- [What you are asked to do]
Which lines of the data hold the word "cancelled"? Copy all of them.

▼

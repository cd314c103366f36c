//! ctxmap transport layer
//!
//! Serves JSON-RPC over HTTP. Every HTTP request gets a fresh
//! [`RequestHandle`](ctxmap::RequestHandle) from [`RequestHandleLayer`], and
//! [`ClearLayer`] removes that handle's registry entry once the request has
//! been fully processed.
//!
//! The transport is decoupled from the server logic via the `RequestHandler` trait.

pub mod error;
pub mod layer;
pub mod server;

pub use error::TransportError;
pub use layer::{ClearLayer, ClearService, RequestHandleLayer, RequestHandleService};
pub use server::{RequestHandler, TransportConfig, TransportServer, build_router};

▲
▼

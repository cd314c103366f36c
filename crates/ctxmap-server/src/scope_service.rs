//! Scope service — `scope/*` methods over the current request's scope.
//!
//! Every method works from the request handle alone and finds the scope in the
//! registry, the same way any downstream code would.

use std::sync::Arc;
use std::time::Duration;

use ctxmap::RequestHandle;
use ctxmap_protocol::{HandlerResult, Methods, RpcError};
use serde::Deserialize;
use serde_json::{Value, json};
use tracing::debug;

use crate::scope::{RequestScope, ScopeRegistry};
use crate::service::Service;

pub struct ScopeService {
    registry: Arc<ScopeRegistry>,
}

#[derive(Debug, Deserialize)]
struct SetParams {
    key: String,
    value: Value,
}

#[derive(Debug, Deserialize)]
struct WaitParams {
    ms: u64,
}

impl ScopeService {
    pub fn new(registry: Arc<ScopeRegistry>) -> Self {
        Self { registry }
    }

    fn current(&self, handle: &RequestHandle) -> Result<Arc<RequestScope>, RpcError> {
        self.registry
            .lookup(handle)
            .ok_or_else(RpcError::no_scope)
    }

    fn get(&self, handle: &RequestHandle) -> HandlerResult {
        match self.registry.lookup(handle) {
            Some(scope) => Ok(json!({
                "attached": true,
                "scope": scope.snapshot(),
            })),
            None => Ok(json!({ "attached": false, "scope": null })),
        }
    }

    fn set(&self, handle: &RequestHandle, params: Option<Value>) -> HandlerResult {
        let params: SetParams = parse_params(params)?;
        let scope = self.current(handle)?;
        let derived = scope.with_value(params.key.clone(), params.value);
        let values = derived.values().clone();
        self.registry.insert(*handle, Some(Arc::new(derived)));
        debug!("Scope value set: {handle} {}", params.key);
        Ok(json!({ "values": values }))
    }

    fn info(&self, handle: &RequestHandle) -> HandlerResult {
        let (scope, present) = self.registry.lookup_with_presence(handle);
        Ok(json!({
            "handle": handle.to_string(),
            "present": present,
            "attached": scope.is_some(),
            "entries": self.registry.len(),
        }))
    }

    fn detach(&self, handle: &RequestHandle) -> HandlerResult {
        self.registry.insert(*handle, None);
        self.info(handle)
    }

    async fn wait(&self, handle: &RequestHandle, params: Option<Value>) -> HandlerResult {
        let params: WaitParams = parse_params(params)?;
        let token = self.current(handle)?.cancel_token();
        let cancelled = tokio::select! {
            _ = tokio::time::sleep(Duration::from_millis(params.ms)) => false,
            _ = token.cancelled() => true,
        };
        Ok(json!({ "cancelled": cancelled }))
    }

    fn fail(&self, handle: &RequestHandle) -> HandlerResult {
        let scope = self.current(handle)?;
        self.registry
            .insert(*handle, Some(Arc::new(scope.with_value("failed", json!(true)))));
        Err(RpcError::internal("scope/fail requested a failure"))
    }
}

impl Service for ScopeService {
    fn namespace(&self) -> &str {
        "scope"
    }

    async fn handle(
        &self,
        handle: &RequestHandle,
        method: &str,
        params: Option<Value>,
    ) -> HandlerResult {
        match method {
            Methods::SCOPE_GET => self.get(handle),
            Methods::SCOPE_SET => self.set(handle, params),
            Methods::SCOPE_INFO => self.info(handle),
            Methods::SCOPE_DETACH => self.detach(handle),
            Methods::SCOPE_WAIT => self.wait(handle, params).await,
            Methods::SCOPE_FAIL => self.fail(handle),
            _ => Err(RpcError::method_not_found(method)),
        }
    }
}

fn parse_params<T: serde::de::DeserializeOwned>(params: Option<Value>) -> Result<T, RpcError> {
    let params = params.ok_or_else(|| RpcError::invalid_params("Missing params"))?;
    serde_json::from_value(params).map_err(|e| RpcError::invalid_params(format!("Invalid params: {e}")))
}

▲

- [Response to the task]
        let cancelled = tokio::select! {
            _ = token.cancelled() => true,
        Ok(json!({ "cancelled": cancelled }))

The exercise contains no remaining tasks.